Turkey is the third-largest provider of medical aid and support in the world, Deputy Foreign Minister Yavuz Selim Kıran said Monday, reflecting on his country's entrepreneurial and humanitarian understanding of foreign policy.
Speaking via video link at a session of the Fourth Brussels Conference on regional approaches to the coronavirus, Kıran said that Turkey has helped 131 countries worldwide during the pandemic.
Turkey faces the dual challenge of protecting refugees as well as contributing to international solidarity, he said.
Noting Turkey's success in the fight against the pandemic, he said: "We provide free health care to all, including refugees. This enabled us to control the outbreak, but it is not possible to achieve success in a global struggle without international solidarity in the field of health."
"Refugees and asylum-seekers should not be subjected to inhumane treatment and should not be sent back," he added.
Since first appearing in China last December, the coronavirus has killed over 469,000 people worldwide, with over 9 million confirmed cases and over 4.46 million recoveries, according to figures compiled by the U.S.' Johns Hopkins University.
As the fight against the pandemic continues, Turkey has come to the forefront as a humanitarian leader while still maintaining its domestic success against the coronavirus. Some two-thirds of the world have requested medical supplies from Turkey to fight COVID-19, and nearly half of these requests have been met.
Turkey's aid packages mostly include medical masks, protective overalls and gloves, as well as disinfectants. All equipment is produced at military-owned factories and at sewing workshops that produce uniforms and other clothing for the army.
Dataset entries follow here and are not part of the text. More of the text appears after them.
//! # Quote Commands
//!
//! ## Quote Form Submission
//! ```text
//! ┌─────────────────────────────────────────────────────────────────────────┐
//! │  calculate_quote(form)                                                 │
//! │       │                                                                 │
//! │       ├── 1. save customer (name, email), whatever was typed          │
//! │       ├── 2. coerce counts, parse regimen/promo                        │
//! │       ├── 3. validate request (destination, nights > 0)                │
//! │       ├── 4. price against the loaded catalog                          │
//! │       └── 5. QuoteResponse { quotation, formattedTotal }               │
//! │                                                                         │
//! │  The result card offers "Details" (show_quote_details) and "Add"       │
//! │  (add_to_cart). Nothing is added to the cart here.                     │
//! └─────────────────────────────────────────────────────────────────────────┘
//! ```

use serde::{Deserialize, Serialize};
use tracing::{debug, info};
use voyage_core::validation::{parse_count, validate_quote_request};
use voyage_core::{pricing, Customer, PromoCode, Quotation, QuoteRequest, Regimen};

use super::escape_markup;
use crate::error::ApiError;
use crate::ui::{ConfirmRequest, Outcome};
use crate::App;

/// The quote form exactly as submitted: every field is raw text.
#[derive(Debug, Clone, Default, PartialEq, Eq, Serialize, Deserialize)]
#[serde(default, rename_all = "camelCase")]
pub struct QuoteForm {
    pub name: String,
    pub email: String,
    pub destination: String,
    pub departure: String,
    pub adults: String,
    pub minors: String,
    pub nights: String,
    pub regimen: String,
    pub promo_code: String,
}

impl QuoteForm {
    /// Coerces the trip fields into a pricing request.
    pub fn to_request(&self) -> Result<QuoteRequest, ApiError> {
        let departure = self.departure.trim();

        Ok(QuoteRequest {
            destination_id: self.destination.trim().to_string(),
            departure: (!departure.is_empty()).then(|| departure.to_string()),
            adults: parse_count("adults", &self.adults)?,
            minors: parse_count("minors", &self.minors)?,
            nights: parse_count("nights", &self.nights)?,
            regimen: Regimen::parse(&self.regimen),
            promo: PromoCode::parse(&self.promo_code),
        })
    }

    pub fn customer(&self) -> Customer {
        Customer {
            name: self.name.trim().to_string(),
            email: self.email.trim().to_string(),
        }
    }
}

/// A priced quotation ready for the result card.
#[derive(Debug, Clone, PartialEq, Eq, Serialize)]
#[serde(rename_all = "camelCase")]
pub struct QuoteResponse {
    pub quotation: Quotation,
    pub formatted_total: String,
}

/// Records the customer, then prices the form.
///
/// The customer is saved as typed, before any trip field is checked.
///
/// ## Errors
/// - `VALIDATION_ERROR`: non-numeric counts, no destination, zero nights
/// - `NOT_FOUND`: destination not in the catalog (or catalog not loaded yet)
/// - `STORAGE_ERROR`: customer could not be saved
pub async fn calculate_quote(app: &App, form: QuoteForm) -> Result<QuoteResponse, ApiError> {
    debug!(destination = %form.destination, "calculate_quote command");

    app.customer().update(form.customer()).await?;

    let request = form.to_request()?;
    validate_quote_request(&request)?;

    let catalog = app.catalog().await;
    let quotation = pricing::price(&request, &catalog, app.clock().tick())?;

    info!(id = %quotation.id, total = quotation.total, "Quotation priced");

    Ok(QuoteResponse {
        formatted_total: app.config().format_currency(quotation.total),
        quotation,
    })
}

/// Shows the quotation in the modal. Both buttons just close it.
pub async fn show_quote_details(app: &App, quotation: &Quotation) -> Outcome {
    debug!(id = %quotation.id, "show_quote_details command");

    let body = format!(
        "<p>{}</p><p><strong>Total:</strong> {}</p>",
        escape_markup(&quotation.detail),
        escape_markup(&app.config().format_currency(quotation.total))
    );

    app.confirm()
        .confirm(ConfirmRequest::new("Quote details").body(body))
        .await
}

#[cfg(test)]
mod tests {
    use super::*;
    use crate::error::ErrorCode;
    use crate::test_support;
    use voyage_store::keys;

    fn form() -> QuoteForm {
        QuoteForm {
            name: "Lucía".into(),
            email: "lucia@demo.com".into(),
            destination: "punta-cana".into(),
            departure: "2025-01-15".into(),
            adults: "2".into(),
            minors: "1".into(),
            nights: "3".into(),
            regimen: "all-inclusive".into(),
            promo_code: " viaja10 ".into(),
        }
    }

    #[tokio::test]
    async fn test_calculate_quote() {
        let app = test_support::app().await;

        let response = calculate_quote(&app, form()).await.unwrap();

        assert_eq!(response.quotation.total, 828);
        assert_eq!(response.formatted_total, "$ 828");
        assert_eq!(response.quotation.title, "Punta Cana · 3 nights (all inclusive)");
        assert_eq!(
            response.quotation.detail,
            "2 adults · 1 minors · departure 2025-01-15"
        );
        assert!(response.quotation.id.starts_with("punta-cana-"));
    }

    #[tokio::test]
    async fn test_no_promo() {
        let app = test_support::app().await;
        let form = QuoteForm {
            promo_code: String::new(),
            departure: String::new(),
            ..form()
        };

        let response = calculate_quote(&app, form).await.unwrap();
        assert_eq!(response.quotation.total, 920);
        assert!(response.quotation.detail.ends_with("departure —"));
    }

    #[tokio::test]
    async fn test_customer_saved() {
        let app = test_support::app().await;
        calculate_quote(&app, form()).await.unwrap();

        assert_eq!(app.customer().get().await.name, "Lucía");
        let stored: Customer = app.store().kv().load(keys::CUSTOMER).await.unwrap();
        assert_eq!(stored.email, "lucia@demo.com");
    }

    #[tokio::test]
    async fn test_customer_saved_even_when_quote_invalid() {
        let app = test_support::app().await;
        let form = QuoteForm {
            nights: "0".into(),
            ..form()
        };

        let err = calculate_quote(&app, form).await.unwrap_err();
        assert_eq!(err.code, ErrorCode::ValidationError);
        assert_eq!(app.customer().get().await.name, "Lucía");
    }

    #[tokio::test]
    async fn test_double_submit_gives_distinct_ids() {
        let app = test_support::app().await;

        let a = calculate_quote(&app, form()).await.unwrap().quotation;
        let b = calculate_quote(&app, form()).await.unwrap().quotation;

        assert_ne!(a.id, b.id);
        assert_eq!(a.total, b.total);
    }

    #[tokio::test]
    async fn test_unknown_destination() {
        let app = test_support::app().await;
        let form = QuoteForm {
            destination: "atlantis".into(),
            ..form()
        };

        let err = calculate_quote(&app, form).await.unwrap_err();
        assert_eq!(err.code, ErrorCode::NotFound);
    }

    #[tokio::test]
    async fn test_bad_count() {
        let app = test_support::app().await;
        let form = QuoteForm {
            adults: "two".into(),
            ..form()
        };

        let err = calculate_quote(&app, form).await.unwrap_err();
        assert_eq!(err.code, ErrorCode::ValidationError);
    }

    #[tokio::test]
    async fn test_free_form_customer_is_saved_and_priced() {
        let app = test_support::app().await;
        let form = QuoteForm {
            name: "L".repeat(150),
            email: "ana".into(),
            ..form()
        };

        let response = calculate_quote(&app, form).await.unwrap();
        assert_eq!(response.quotation.total, 828);

        let stored: Customer = app.store().kv().load(keys::CUSTOMER).await.unwrap();
        assert_eq!(stored.email, "ana");
        assert_eq!(stored.name.chars().count(), 150);
    }

    #[tokio::test]
    async fn test_uppercase_regimen_gets_no_surcharge() {
        let app = test_support::app().await;
        let form = QuoteForm {
            regimen: "ALL-INCLUSIVE".into(),
            promo_code: String::new(),
            ..form()
        };

        // 65 × 2.6 × 3 × 1.18 = 598.26
        let response = calculate_quote(&app, form).await.unwrap();
        assert_eq!(response.quotation.total, 598);
        assert_eq!(
            response.quotation.title,
            "Punta Cana · 3 nights (ALL INCLUSIVE)"
        );
    }

    #[tokio::test]
    async fn test_show_quote_details() {
        let app = test_support::app().await;
        let quotation = calculate_quote(&app, form()).await.unwrap().quotation;

        let (outcome, _) = tokio::join!(show_quote_details(&app, &quotation), async {
            test_support::until_confirm_pending(&app, 1).await;
            let prompt = app.confirm().current().unwrap();
            assert_eq!(prompt.title, "Quote details");
            assert!(prompt.body_markup.contains("<strong>Total:</strong> $ 828"));
            app.confirm().resolve(Outcome::Confirmed)
        });

        assert_eq!(outcome, Outcome::Confirmed);
    }
}
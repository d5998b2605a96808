//! # Destination Catalog
//!
//! The fixed, ordered list of destinations the quoter sells. Delivery (the
//! simulated remote fetch) lives in the app crate; this module only owns the
//! data and lookups.

use std::collections::BTreeMap;

use serde::{Deserialize, Serialize};

use crate::money::Money;
use crate::types::{Destination, TaxRate, UpgradeKind};

/// An ordered set of destinations, looked up by id.
#[derive(Debug, Clone, Default, PartialEq, Eq, Serialize, Deserialize)]
#[serde(transparent)]
pub struct Catalog {
    destinations: Vec<Destination>,
}

impl Catalog {
    /// Builds a catalog keeping the given order.
    pub fn new(destinations: Vec<Destination>) -> Self {
        Catalog { destinations }
    }

    /// Finds a destination by id.
    pub fn find(&self, id: &str) -> Option<&Destination> {
        self.destinations.iter().find(|d| d.id == id)
    }

    /// Destinations in catalog order.
    pub fn destinations(&self) -> &[Destination] {
        &self.destinations
    }

    pub fn len(&self) -> usize {
        self.destinations.len()
    }

    pub fn is_empty(&self) -> bool {
        self.destinations.is_empty()
    }
}

fn destination(
    id: &str,
    name: &str,
    base_nightly: i64,
    tax_bps: u32,
    breakfast: i64,
    all_inclusive: i64,
) -> Destination {
    Destination {
        id: id.to_string(),
        name: name.to_string(),
        base_nightly_rate: Money::from_major(base_nightly),
        tax_rate: TaxRate::from_bps(tax_bps),
        upgrades: BTreeMap::from([
            (UpgradeKind::Breakfast, Money::from_major(breakfast)),
            (UpgradeKind::AllInclusive, Money::from_major(all_inclusive)),
        ]),
    }
}

/// The built-in catalog (USD per paying unit per night).
pub fn builtin() -> Catalog {
    Catalog::new(vec![
        destination("punta-cana", "Punta Cana", 65, 1800, 8, 35),
        destination("rio-de-janeiro", "Rio de Janeiro", 55, 1600, 6, 28),
        destination("cancun", "Cancún", 70, 1900, 9, 38),
    ])
}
On the displaced Syrians in war-battered Idlib in northwestern Syria, Kıran said, "International humanitarian aid is the only guarantee of their survival."
"We should act together, considering that the refugee crisis is a common problem for us all," he added.
He also called on the international community to support a project to construct semi-permanent shelters in Idlib recently agreed upon by Turkey and Germany.
Turkey ranks first among refugee-hosting countries with over 3.5 million refugees, most of them Syrians who fled the brutal civil war in their country.